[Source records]
· · · · ·
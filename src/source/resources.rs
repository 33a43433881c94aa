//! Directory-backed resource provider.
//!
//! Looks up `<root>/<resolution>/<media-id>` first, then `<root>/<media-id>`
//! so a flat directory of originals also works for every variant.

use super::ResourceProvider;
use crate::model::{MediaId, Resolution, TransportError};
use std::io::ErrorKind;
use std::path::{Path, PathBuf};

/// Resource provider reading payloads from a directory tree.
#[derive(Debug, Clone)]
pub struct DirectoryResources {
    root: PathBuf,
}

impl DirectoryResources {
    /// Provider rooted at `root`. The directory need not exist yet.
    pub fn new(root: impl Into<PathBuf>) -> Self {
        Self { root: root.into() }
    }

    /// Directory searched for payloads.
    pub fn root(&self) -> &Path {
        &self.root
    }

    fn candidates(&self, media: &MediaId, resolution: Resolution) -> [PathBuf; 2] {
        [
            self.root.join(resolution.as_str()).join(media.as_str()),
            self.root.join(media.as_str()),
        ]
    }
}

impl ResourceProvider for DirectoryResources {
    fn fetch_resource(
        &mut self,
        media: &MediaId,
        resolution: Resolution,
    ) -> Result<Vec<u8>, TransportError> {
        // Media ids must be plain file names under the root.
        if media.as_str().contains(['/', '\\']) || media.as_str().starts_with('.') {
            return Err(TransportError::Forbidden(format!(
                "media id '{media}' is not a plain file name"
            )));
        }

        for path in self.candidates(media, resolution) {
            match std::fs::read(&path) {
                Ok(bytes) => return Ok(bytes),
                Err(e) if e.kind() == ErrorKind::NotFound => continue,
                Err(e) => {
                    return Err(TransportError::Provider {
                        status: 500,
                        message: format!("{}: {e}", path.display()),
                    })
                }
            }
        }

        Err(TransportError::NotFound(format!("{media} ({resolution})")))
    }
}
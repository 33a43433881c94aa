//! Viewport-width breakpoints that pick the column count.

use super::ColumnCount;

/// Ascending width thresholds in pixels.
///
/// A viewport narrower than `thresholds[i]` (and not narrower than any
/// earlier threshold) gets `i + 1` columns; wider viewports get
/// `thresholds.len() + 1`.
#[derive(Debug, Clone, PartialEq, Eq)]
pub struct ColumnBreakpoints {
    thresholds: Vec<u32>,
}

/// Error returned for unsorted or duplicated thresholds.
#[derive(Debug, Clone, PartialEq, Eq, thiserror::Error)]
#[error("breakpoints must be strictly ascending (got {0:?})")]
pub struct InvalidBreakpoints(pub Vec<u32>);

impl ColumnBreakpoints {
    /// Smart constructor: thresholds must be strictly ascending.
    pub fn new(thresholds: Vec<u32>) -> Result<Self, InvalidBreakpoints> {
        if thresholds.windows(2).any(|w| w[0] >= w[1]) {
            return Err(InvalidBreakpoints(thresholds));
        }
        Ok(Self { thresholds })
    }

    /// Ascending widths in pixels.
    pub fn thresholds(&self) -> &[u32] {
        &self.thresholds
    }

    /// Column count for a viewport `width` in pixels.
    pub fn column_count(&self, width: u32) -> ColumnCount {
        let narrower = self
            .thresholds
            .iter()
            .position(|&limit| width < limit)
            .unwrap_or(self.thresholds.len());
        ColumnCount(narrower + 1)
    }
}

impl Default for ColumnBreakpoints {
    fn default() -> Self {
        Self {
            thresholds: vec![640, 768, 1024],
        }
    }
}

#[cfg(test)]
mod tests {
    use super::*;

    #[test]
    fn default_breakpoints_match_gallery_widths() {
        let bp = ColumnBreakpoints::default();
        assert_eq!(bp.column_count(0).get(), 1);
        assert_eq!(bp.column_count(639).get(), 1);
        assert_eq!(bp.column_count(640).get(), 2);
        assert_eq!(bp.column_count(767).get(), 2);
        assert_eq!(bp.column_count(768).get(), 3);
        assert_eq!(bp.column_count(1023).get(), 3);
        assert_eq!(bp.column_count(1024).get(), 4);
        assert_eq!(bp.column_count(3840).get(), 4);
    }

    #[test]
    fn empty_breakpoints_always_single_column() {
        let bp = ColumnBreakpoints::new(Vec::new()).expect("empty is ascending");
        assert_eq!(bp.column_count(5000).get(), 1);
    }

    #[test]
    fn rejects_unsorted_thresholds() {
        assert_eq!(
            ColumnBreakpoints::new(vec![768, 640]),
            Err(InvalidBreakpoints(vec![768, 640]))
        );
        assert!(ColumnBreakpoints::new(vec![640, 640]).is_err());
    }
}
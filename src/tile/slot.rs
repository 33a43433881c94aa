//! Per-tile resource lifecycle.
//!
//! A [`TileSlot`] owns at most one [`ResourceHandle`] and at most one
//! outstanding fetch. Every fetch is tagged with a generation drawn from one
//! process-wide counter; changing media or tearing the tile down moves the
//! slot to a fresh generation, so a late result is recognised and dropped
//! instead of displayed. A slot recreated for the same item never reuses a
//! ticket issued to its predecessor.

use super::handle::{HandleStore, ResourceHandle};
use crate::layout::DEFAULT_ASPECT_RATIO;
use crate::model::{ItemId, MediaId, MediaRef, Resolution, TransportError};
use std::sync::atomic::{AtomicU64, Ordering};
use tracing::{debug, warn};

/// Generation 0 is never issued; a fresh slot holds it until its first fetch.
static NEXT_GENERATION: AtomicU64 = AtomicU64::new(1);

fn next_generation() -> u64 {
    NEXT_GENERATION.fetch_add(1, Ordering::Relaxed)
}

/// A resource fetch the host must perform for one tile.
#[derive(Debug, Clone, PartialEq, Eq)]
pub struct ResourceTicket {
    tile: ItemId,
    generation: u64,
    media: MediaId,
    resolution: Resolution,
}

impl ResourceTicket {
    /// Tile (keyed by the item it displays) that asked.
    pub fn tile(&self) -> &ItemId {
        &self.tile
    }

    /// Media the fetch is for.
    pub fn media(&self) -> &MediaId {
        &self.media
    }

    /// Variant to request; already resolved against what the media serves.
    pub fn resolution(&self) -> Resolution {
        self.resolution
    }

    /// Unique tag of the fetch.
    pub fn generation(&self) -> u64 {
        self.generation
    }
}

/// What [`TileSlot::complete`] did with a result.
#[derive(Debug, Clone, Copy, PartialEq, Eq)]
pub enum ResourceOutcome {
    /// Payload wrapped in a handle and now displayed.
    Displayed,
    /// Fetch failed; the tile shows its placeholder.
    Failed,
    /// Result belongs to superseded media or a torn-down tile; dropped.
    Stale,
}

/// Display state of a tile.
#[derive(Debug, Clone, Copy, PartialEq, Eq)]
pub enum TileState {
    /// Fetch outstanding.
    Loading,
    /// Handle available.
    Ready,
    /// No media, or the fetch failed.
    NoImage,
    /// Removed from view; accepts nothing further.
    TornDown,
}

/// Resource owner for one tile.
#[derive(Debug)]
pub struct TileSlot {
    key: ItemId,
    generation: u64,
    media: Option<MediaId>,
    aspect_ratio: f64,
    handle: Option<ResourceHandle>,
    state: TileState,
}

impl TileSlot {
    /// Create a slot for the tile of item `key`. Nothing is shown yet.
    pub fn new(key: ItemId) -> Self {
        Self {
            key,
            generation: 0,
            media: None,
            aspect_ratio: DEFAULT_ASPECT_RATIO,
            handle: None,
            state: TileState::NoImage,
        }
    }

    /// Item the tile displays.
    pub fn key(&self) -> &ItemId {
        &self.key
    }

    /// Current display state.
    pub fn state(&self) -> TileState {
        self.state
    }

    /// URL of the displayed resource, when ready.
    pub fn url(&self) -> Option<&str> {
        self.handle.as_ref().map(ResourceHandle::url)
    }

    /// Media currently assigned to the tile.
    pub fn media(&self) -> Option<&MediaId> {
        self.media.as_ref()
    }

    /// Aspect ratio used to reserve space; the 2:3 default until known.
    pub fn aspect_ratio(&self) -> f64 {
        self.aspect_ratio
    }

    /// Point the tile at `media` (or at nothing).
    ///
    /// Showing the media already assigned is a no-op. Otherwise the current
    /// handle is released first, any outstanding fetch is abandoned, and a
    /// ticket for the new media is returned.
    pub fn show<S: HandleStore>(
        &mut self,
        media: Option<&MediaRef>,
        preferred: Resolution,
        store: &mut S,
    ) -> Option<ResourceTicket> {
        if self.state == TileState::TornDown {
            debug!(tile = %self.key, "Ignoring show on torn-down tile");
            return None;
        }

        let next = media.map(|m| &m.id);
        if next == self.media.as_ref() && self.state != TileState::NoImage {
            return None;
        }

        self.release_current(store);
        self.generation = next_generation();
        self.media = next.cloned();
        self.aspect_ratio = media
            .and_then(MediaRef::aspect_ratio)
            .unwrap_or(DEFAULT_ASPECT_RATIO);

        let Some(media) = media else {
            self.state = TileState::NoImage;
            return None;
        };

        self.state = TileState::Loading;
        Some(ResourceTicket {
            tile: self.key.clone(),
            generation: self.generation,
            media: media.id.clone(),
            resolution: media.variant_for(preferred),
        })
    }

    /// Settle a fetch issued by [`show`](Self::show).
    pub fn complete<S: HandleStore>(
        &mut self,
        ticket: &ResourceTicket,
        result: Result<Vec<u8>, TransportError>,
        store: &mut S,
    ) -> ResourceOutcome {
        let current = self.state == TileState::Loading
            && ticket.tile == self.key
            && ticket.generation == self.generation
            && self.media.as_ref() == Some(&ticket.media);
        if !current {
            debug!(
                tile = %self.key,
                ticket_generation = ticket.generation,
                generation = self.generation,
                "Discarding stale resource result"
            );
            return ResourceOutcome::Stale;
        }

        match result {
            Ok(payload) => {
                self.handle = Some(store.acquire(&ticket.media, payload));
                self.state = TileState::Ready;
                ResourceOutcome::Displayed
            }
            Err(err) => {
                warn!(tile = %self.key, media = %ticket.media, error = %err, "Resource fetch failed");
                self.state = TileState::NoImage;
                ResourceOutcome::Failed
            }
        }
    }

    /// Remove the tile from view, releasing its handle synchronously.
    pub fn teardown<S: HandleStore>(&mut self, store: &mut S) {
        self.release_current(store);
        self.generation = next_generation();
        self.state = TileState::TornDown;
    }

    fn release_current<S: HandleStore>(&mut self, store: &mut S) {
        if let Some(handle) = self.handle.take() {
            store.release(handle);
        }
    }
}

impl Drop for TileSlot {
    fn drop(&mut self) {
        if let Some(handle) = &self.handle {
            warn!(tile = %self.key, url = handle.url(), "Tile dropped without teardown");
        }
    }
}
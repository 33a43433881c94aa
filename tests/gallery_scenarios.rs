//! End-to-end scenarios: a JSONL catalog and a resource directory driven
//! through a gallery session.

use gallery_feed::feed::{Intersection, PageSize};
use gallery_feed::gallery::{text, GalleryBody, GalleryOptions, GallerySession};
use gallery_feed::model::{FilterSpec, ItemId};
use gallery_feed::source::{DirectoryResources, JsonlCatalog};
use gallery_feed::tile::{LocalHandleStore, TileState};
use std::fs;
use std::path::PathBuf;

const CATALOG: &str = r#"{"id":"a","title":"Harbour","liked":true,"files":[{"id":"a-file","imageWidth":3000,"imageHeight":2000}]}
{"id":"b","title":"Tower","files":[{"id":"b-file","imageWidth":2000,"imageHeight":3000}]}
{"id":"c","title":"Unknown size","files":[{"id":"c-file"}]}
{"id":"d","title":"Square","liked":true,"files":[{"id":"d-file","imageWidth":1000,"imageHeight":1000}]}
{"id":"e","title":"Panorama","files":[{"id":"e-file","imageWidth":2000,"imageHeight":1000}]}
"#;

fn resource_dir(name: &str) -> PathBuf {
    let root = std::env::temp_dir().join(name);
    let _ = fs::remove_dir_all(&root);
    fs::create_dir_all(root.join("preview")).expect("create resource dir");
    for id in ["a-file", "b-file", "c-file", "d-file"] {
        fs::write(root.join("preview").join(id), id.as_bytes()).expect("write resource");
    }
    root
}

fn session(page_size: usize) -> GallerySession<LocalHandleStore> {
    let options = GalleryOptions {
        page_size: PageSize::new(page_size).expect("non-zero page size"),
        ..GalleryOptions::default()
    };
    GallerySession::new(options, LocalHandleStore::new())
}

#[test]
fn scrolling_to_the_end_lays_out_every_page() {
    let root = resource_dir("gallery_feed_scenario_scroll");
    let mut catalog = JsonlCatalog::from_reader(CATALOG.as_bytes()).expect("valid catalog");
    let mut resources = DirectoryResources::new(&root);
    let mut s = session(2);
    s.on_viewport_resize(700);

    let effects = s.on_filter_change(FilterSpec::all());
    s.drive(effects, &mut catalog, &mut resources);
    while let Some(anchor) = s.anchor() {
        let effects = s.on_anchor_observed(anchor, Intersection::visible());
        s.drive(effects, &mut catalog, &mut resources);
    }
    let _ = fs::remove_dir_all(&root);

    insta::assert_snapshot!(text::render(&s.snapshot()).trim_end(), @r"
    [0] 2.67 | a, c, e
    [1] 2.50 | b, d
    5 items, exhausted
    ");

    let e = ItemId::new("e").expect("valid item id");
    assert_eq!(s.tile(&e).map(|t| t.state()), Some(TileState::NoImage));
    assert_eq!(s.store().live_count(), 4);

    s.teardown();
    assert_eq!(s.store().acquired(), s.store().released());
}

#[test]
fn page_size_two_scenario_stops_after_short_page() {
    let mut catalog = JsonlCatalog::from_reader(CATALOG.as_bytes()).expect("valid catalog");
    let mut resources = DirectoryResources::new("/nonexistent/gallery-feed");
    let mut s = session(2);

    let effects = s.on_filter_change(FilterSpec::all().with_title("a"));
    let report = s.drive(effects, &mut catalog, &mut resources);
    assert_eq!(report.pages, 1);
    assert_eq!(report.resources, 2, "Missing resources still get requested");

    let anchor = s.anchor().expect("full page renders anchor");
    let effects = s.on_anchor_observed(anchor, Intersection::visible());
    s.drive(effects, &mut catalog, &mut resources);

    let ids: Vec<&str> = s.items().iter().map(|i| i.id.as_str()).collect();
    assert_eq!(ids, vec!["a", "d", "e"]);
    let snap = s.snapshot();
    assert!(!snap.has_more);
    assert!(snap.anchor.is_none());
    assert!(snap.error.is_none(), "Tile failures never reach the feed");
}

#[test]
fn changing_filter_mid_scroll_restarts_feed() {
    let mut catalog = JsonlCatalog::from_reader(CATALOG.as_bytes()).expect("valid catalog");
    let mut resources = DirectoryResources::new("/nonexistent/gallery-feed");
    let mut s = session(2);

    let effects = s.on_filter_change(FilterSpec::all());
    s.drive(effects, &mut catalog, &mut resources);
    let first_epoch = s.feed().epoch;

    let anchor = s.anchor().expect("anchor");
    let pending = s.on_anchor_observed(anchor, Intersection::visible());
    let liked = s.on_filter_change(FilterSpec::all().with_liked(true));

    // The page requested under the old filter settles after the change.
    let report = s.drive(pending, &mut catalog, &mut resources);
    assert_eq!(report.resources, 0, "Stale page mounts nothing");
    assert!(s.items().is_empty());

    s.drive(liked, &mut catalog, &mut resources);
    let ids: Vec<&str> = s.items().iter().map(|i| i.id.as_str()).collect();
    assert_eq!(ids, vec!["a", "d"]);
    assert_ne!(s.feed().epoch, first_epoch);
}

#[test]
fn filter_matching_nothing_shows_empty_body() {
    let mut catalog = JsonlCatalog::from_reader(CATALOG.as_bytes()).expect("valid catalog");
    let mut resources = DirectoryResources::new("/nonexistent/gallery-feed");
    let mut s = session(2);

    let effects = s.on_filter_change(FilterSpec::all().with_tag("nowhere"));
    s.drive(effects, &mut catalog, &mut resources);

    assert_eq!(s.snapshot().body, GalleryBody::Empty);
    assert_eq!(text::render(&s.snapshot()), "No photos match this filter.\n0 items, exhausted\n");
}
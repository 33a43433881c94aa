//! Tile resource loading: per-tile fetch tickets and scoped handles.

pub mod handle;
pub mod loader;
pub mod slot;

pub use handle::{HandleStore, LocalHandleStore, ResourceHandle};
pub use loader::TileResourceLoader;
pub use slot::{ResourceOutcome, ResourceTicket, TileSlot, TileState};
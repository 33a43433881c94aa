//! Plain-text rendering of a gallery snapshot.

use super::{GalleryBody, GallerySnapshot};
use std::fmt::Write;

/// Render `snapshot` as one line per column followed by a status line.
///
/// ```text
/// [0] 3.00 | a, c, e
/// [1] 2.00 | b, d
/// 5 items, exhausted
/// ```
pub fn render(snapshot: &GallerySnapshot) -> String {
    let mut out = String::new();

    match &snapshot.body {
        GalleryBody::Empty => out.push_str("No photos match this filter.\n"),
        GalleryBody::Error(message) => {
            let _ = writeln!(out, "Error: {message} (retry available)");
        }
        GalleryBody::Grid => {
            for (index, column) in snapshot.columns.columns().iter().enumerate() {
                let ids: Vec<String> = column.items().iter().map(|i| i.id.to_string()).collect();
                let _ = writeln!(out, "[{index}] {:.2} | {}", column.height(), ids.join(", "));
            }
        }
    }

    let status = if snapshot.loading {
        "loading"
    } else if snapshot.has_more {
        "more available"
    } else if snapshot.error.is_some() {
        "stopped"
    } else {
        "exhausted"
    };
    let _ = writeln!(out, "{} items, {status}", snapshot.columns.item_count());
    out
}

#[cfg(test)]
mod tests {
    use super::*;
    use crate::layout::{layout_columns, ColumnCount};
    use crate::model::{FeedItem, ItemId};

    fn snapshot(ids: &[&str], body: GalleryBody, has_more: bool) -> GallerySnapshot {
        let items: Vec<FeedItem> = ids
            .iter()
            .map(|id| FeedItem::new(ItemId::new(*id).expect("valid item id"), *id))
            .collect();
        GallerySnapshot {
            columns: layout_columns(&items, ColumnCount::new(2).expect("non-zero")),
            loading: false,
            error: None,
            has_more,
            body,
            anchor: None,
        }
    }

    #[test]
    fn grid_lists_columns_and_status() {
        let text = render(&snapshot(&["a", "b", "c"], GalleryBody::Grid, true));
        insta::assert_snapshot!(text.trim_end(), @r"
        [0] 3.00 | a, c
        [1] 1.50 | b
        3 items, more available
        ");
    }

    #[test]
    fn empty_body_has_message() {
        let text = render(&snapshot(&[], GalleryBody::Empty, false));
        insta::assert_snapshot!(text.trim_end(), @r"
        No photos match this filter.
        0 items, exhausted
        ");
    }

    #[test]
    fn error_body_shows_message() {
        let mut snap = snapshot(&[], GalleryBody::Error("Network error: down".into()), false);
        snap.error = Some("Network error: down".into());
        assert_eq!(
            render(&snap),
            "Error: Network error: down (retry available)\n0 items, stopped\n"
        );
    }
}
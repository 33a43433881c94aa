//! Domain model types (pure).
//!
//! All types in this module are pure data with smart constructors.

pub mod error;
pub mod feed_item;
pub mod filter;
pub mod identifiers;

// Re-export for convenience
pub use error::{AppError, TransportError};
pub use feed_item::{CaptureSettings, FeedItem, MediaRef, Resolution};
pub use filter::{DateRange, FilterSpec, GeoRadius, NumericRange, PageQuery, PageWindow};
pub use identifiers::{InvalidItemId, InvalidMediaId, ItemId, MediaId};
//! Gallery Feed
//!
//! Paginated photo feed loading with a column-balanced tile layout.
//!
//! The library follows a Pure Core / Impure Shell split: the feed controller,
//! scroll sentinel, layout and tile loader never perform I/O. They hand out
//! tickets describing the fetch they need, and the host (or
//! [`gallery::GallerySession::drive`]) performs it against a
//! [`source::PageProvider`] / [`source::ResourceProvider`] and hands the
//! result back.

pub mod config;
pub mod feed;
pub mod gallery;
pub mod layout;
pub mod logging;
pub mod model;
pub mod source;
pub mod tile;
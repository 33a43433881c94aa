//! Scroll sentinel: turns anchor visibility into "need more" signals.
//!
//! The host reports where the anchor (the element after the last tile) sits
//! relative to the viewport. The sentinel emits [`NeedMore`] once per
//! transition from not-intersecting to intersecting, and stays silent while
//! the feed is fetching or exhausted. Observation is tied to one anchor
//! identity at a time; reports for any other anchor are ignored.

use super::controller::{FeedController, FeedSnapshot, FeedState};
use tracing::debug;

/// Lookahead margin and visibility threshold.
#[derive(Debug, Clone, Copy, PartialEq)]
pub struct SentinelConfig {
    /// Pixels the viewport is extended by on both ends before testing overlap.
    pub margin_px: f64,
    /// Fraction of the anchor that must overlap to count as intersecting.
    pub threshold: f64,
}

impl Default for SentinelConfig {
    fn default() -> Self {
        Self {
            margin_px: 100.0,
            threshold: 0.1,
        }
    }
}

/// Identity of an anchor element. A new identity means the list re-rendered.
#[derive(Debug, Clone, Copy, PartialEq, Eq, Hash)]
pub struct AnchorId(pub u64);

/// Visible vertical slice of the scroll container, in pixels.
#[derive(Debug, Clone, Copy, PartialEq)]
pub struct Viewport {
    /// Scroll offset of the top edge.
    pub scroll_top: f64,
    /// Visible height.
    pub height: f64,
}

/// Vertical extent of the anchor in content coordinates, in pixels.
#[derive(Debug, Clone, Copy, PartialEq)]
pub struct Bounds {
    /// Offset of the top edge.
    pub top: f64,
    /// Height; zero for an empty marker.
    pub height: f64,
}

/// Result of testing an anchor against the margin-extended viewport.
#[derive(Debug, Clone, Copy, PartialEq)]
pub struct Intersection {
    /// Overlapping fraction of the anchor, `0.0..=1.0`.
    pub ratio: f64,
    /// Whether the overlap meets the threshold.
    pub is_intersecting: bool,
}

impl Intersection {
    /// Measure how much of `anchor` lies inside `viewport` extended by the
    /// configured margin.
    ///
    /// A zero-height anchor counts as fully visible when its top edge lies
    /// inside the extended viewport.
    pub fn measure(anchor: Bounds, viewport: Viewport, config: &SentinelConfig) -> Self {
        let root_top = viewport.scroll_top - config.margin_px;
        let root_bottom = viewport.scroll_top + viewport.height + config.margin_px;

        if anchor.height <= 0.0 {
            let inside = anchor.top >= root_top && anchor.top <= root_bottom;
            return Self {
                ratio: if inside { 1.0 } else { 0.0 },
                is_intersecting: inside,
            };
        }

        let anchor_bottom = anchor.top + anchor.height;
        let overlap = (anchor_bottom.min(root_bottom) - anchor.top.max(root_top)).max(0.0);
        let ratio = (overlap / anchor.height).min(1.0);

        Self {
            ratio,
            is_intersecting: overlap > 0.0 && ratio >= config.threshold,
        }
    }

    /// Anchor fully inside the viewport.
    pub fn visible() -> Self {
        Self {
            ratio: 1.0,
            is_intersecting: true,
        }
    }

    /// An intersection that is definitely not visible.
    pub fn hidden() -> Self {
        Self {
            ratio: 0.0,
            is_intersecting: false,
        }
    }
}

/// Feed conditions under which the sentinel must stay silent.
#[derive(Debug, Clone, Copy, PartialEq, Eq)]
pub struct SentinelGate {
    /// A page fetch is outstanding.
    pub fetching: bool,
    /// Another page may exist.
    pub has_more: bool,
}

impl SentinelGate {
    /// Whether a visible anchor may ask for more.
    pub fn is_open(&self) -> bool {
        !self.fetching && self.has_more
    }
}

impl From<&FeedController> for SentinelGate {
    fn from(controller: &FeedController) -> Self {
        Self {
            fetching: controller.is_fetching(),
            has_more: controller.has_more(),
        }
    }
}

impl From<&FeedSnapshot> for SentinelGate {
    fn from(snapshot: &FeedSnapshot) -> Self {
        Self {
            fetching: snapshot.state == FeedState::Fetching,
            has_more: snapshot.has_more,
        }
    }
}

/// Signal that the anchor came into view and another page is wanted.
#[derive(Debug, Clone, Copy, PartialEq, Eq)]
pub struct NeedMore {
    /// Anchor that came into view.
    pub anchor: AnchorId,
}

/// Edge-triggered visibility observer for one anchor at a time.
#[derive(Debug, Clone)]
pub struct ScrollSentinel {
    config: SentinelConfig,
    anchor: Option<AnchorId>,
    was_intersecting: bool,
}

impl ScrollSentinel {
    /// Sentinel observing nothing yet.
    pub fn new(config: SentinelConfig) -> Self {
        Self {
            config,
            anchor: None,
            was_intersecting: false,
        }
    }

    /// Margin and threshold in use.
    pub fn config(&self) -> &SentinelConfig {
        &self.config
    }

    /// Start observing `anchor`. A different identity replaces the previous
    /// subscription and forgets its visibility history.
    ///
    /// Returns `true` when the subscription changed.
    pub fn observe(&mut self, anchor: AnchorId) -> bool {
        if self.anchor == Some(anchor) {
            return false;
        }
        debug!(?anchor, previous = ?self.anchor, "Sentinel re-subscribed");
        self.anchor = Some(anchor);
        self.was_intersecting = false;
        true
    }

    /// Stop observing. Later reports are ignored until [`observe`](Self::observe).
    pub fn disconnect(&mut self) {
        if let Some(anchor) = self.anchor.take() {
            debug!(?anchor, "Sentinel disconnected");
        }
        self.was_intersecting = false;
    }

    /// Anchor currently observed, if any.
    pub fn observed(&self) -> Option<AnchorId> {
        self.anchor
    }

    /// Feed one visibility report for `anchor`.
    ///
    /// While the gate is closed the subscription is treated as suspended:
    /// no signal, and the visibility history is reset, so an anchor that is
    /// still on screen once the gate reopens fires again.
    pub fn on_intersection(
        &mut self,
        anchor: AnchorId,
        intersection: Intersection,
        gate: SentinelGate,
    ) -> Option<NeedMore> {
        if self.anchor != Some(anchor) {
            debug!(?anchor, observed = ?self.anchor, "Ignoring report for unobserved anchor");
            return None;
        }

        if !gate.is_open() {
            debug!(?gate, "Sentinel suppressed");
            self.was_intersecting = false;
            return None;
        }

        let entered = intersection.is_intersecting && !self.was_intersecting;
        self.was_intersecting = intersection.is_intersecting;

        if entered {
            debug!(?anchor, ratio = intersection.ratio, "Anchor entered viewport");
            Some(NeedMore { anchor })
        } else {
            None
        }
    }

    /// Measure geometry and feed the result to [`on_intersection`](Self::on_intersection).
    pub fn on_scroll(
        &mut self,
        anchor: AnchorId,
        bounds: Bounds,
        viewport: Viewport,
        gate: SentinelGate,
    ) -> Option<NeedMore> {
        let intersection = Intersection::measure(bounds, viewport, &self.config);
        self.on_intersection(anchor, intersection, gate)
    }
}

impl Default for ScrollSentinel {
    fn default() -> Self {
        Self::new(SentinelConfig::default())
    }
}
· · · · ·
▸ Exercise objective: Looking at the data above, state how many of its lines contain the word "PathBuf", and give nothing but that number.

▸ Solution to this task: 6